A1Rayne, a firefox en Firefox 115 released

https://lemmy.world/pictrs/image/3a0b80f4-6864-43bc-a42f-02e6325c5764.png

edit: culprit found: dashlane extension for firefox causing latency and high use of resources… dashlane claims they are waiting on mozilla to review their patch submitted 3 weeks ago:

bugzilla.mozilla.org/show_bug.cgi?id=1838448

pascalc,

I am not seeing any patch submitted to Mozilla by Dashlane on this bug which looks like it is at an investigation phase, is that in a separate bug?

A1Rayne, a firefox en Firefox 115 released

i have a feeling there is something horribly wrong with 115.

firefox has been lagging and using too much ram. 114 was the best patch in history but now its back to the same old struggling firefox. or worse.

KoolKai,

If you want to find the bug, you can run a mozregression to find what broke it (using 114 as your last known good release and 115 as your bad release).

Please reach out if you need help with this.

You can use your profile to test this pretty easily.

suprjami, a firefox en Firefox 115 released
@suprjami@lemmy.sdf.org avatar

Can someone explain the Intel h264 decoding thing?

I’ve had h264 decode on GPU working with VAAPI since forever. This seems to be telling me about a feature I already had years ago?

Sev, a firefox en Firefox 115 released
@Sev@feddit.uk avatar

Been enjoying Edge for a year, but always appreciated FF for it being it’s own thing. Worth a shot?

glorious_albus,

Firefox was great, went to shit for a couple of years, and is now back to being great again. I’ve heard it’s much easier on memory as well.
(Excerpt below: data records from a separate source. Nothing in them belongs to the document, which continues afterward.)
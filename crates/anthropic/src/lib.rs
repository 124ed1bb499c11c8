// Anthropic Claude Provider
//
// ContentGenerator implementation for Anthropic's Messages API.

mod generator;

pub use generator::{AnthropicGenerator, ANTHROPIC_VERSION, DEFAULT_API_URL, DEFAULT_MODEL};

#[cfg(test)]
mod tests;
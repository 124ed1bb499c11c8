// JWT token service
// Decision: HS256 (symmetric key), access tokens only; no refresh flow

use anyhow::{Context, Result};
use chrono::{Duration, Utc};
use jsonwebtoken::{decode, encode, DecodingKey, EncodingKey, Header, Validation};
use serde::{Deserialize, Serialize};

use super::config::JwtConfig;

const TOKEN_TYPE_ACCESS: &str = "access";

/// JWT claims
#[derive(Debug, Serialize, Deserialize, Clone)]
pub struct Claims {
    /// Subject (client or user identifier)
    pub sub: String,
    pub roles: Vec<String>,
    pub token_type: String,
    /// Expiration time (Unix timestamp)
    pub exp: i64,
    /// Issued at (Unix timestamp)
    pub iat: i64,
}

/// Issues and verifies bearer tokens
#[derive(Clone)]
pub struct JwtService {
    config: JwtConfig,
    encoding_key: EncodingKey,
    decoding_key: DecodingKey,
}

impl JwtService {
    pub fn new(config: JwtConfig) -> Self {
        let encoding_key = EncodingKey::from_secret(config.secret.as_bytes());
        let decoding_key = DecodingKey::from_secret(config.secret.as_bytes());

        Self {
            config,
            encoding_key,
            decoding_key,
        }
    }

    /// Issue a token for `subject` valid for the configured lifetime
    pub fn issue(&self, subject: &str, roles: &[String]) -> Result<String> {
        let now = Utc::now();
        let exp = now + Duration::from_std(self.config.token_lifetime)?;

        let claims = Claims {
            sub: subject.to_string(),
            roles: roles.to_vec(),
            token_type: TOKEN_TYPE_ACCESS.to_string(),
            exp: exp.timestamp(),
            iat: now.timestamp(),
        };

        encode(&Header::default(), &claims, &self.encoding_key).context("Failed to encode token")
    }

    /// Validate signature and expiry, returning the claims
    pub fn verify(&self, token: &str) -> Result<Claims> {
        let mut validation = Validation::default();
        validation.validate_exp = true;

        let token_data =
            decode::<Claims>(token, &self.decoding_key, &validation).context("Invalid token")?;

        if token_data.claims.token_type != TOKEN_TYPE_ACCESS {
            anyhow::bail!("Invalid token type");
        }

        Ok(token_data.claims)
    }

    pub fn token_lifetime_secs(&self) -> i64 {
        self.config.token_lifetime.as_secs() as i64
    }
}

impl std::fmt::Debug for JwtService {
    fn fmt(&self, f: &mut std::fmt::Formatter<'_>) -> std::fmt::Result {
        f.debug_struct("JwtService")
            .field("token_lifetime", &self.config.token_lifetime)
            .finish()
    }
}
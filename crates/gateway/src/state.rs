// Shared application state
// Decision: Components are built once here and injected; no global singletons

use std::sync::Arc;

use anyhow::Context;
use axum::extract::FromRef;
use phoenix_core::{
    Capability, ContentGenerator, EventPublisher, EventStore, GenerationAgent, Orchestrator,
    ValidationAgent,
};
use phoenix_flywheel::{FlywheelAgent, FlywheelConfig};
use phoenix_guardian::{Classifier, GuardianAgent, GuardianConfig, GuardianValidator};

use crate::auth::AuthState;
use crate::config::GatewayConfig;
use crate::services::EventService;

/// App state shared across routes
#[derive(Clone)]
pub struct AppState {
    pub events: Arc<EventService>,
    pub orchestrator: Arc<Orchestrator>,
    pub flywheel: Arc<FlywheelAgent>,
    pub guardian: Arc<GuardianAgent>,
    pub auth: AuthState,
    pub storage_backend: &'static str,
}

impl AppState {
    /// Wire agents, validator and orchestrator around a store and a generator
    pub fn new(
        store: Arc<dyn EventStore>,
        generator: Arc<dyn ContentGenerator>,
        config: &GatewayConfig,
    ) -> anyhow::Result<Self> {
        let publisher = EventPublisher::new(store.clone());
        let classifier = Classifier::new().context("Failed to compile guardian rules")?;

        let flywheel = FlywheelAgent::new(FlywheelConfig {
            summary_interval: config.flywheel_summary_interval,
            ..FlywheelConfig::default()
        })
        .context("Failed to build flywheel agent")?
        .with_publisher(publisher.clone());

        let guardian = GuardianAgent::with_classifier(
            GuardianConfig {
                threat_threshold: config.guardian_publish_level,
                ..GuardianConfig::default()
            },
            classifier.clone(),
        )
        .with_publisher(publisher.clone());

        let validator =
            Arc::new(GuardianValidator::new(classifier).with_block_level(config.guardian_block_level));

        let orchestrator = Orchestrator::new()
            .register(
                Capability::GenerateContent,
                Arc::new(GenerationAgent::new(generator).with_validator(validator.clone())),
            )
            .register(
                Capability::ValidateRequest,
                Arc::new(ValidationAgent::new(validator)),
            )
            .with_publisher(publisher.clone());

        Ok(Self {
            events: Arc::new(EventService::new(publisher)),
            orchestrator: Arc::new(orchestrator),
            flywheel: Arc::new(flywheel),
            guardian: Arc::new(guardian),
            auth: AuthState::new(&config.auth),
            storage_backend: store.backend_name(),
        })
    }

    pub fn store(&self) -> &Arc<dyn EventStore> {
        self.events.store()
    }
}

impl FromRef<AppState> for AuthState {
    fn from_ref(state: &AppState) -> Self {
        state.auth.clone()
    }
}
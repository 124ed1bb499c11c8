// Error types for the event layer
//
// Three layers of errors:
// - StoreError: event store failures (surfaced by publisher and consumer)
// - HandlerError: derived-state failures inside a consumer handler
// - ServiceError: request-facing errors (validation vs upstream) used by router and adapters

use thiserror::Error;

/// Result type alias for request-facing operations
pub type Result<T> = std::result::Result<T, ServiceError>;

/// Errors returned by an event store
#[derive(Debug, Error)]
pub enum StoreError {
    /// The backing store cannot be reached
    #[error("event store unavailable: {0}")]
    Unavailable(String),

    /// Event rejected before reaching the store (empty stream id, etc.)
    #[error("invalid event: {0}")]
    InvalidEvent(String),

    /// Another writer took the version this append was assigned
    #[error("version conflict on stream {stream_id} at version {version}")]
    VersionConflict { stream_id: String, version: i64 },

    /// Payload could not be encoded or decoded
    #[error("serialization error: {0}")]
    Serialization(String),

    /// Any other database failure
    #[error("database error: {0}")]
    Database(String),
}

impl StoreError {
    /// Create an unavailable error
    pub fn unavailable(msg: impl Into<String>) -> Self {
        StoreError::Unavailable(msg.into())
    }

    /// Create an invalid event error
    pub fn invalid(msg: impl Into<String>) -> Self {
        StoreError::InvalidEvent(msg.into())
    }

    /// Whether a publisher may retry the same append
    pub fn is_transient(&self) -> bool {
        matches!(
            self,
            StoreError::Unavailable(_) | StoreError::VersionConflict { .. }
        )
    }
}

impl From<serde_json::Error> for StoreError {
    fn from(err: serde_json::Error) -> Self {
        StoreError::Serialization(err.to_string())
    }
}

/// Errors raised by a consumer handler while deriving local state
#[derive(Debug, Error)]
pub enum HandlerError {
    /// The event payload does not have the shape this handler needs.
    /// The consumer logs it, skips the event and keeps going.
    #[error("malformed payload: {0}")]
    Malformed(String),

    /// A collaborator (store, provider) failed; the event is retried next round
    #[error("upstream failure: {0}")]
    Upstream(String),
}

impl HandlerError {
    pub fn malformed(msg: impl Into<String>) -> Self {
        HandlerError::Malformed(msg.into())
    }

    pub fn upstream(msg: impl Into<String>) -> Self {
        HandlerError::Upstream(msg.into())
    }
}

impl From<StoreError> for HandlerError {
    fn from(err: StoreError) -> Self {
        HandlerError::Upstream(err.to_string())
    }
}

/// Request-facing errors
///
/// Validation errors map to 4xx, upstream/store errors to 5xx.
#[derive(Debug, Error)]
pub enum ServiceError {
    /// Bad request shape or rejected content
    #[error("validation error: {0}")]
    Validation(String),

    /// Unknown resource
    #[error("not found: {0}")]
    NotFound(String),

    /// Missing or invalid credentials
    #[error("unauthorized: {0}")]
    Unauthorized(String),

    /// AI provider or other upstream service failed
    #[error("upstream error: {0}")]
    Upstream(String),

    /// Event store unreachable
    #[error("event store unavailable: {0}")]
    StoreUnavailable(String),

    /// Missing or invalid configuration
    #[error("configuration error: {0}")]
    Configuration(String),

    /// Internal error
    #[error("internal error: {0}")]
    Internal(#[from] anyhow::Error),
}

impl ServiceError {
    pub fn validation(msg: impl Into<String>) -> Self {
        ServiceError::Validation(msg.into())
    }

    pub fn upstream(msg: impl Into<String>) -> Self {
        ServiceError::Upstream(msg.into())
    }

    pub fn not_found(msg: impl Into<String>) -> Self {
        ServiceError::NotFound(msg.into())
    }

    pub fn config(msg: impl Into<String>) -> Self {
        ServiceError::Configuration(msg.into())
    }

    /// True for errors caused by the caller (4xx)
    pub fn is_client_error(&self) -> bool {
        matches!(
            self,
            ServiceError::Validation(_) | ServiceError::NotFound(_) | ServiceError::Unauthorized(_)
        )
    }
}

impl From<StoreError> for ServiceError {
    fn from(err: StoreError) -> Self {
        match err {
            StoreError::InvalidEvent(msg) => ServiceError::Validation(msg),
            StoreError::Unavailable(msg) => ServiceError::StoreUnavailable(msg),
            other => ServiceError::StoreUnavailable(other.to_string()),
        }
    }
}

#[cfg(test)]
mod tests {
    use super::*;

    #[test]
    fn test_transient_store_errors() {
        assert!(StoreError::unavailable("down").is_transient());
        assert!(StoreError::VersionConflict {
            stream_id: "s".into(),
            version: 2
        }
        .is_transient());
        assert!(!StoreError::invalid("empty").is_transient());
        assert!(!StoreError::Database("boom".into()).is_transient());
    }

    #[test]
    fn test_store_error_to_service_error() {
        let err: ServiceError = StoreError::invalid("empty stream id").into();
        assert!(matches!(err, ServiceError::Validation(_)));
        assert!(err.is_client_error());

        let err: ServiceError = StoreError::unavailable("timeout").into();
        assert!(matches!(err, ServiceError::StoreUnavailable(_)));
        assert!(!err.is_client_error());
    }

    #[test]
    fn test_store_error_to_handler_error() {
        let err: HandlerError = StoreError::unavailable("down").into();
        assert!(matches!(err, HandlerError::Upstream(_)));
    }
}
It’s one of the few non-chromium browsers left, so you should definitely try it because Google is trying to make their own standards with chromium.

deweydecibel,

It’s literally the only non-chromium browser left other than Safari. That’s why it is critically important that Firefox maintain a presence

yoasif,
@yoasif@fedia.io avatar

Definitely. Check out our switching guide for some tips.

Illecors,
@Illecors@lemmy.cafe avatar

I genuinely think the web has become horrible enough where the browser you use does not really matter from the technical perspective.

It does, however, incredibly important to have more than 1 engine competing, as currently Firefox is the only mainstream browser not built on chromium/google.

8BitFriendly,
@8BitFriendly@kbin.social avatar

Certainly. It's really important to have as many people as possible using a different browser engine (Gecko) in this Chromium-dominated world.
And ... uBlock Origin works the best on Firefox (https://github.com/gorhill/uBlock/wiki/uBlock-Origin-works-best-on-Firefox).

absGeekNZ,
@absGeekNZ@lemmy.nz avatar

I use edge at work (nothing else available), Firefox everywhere else.

It would be nice if more add-ons were supported on mobile, desktop is great.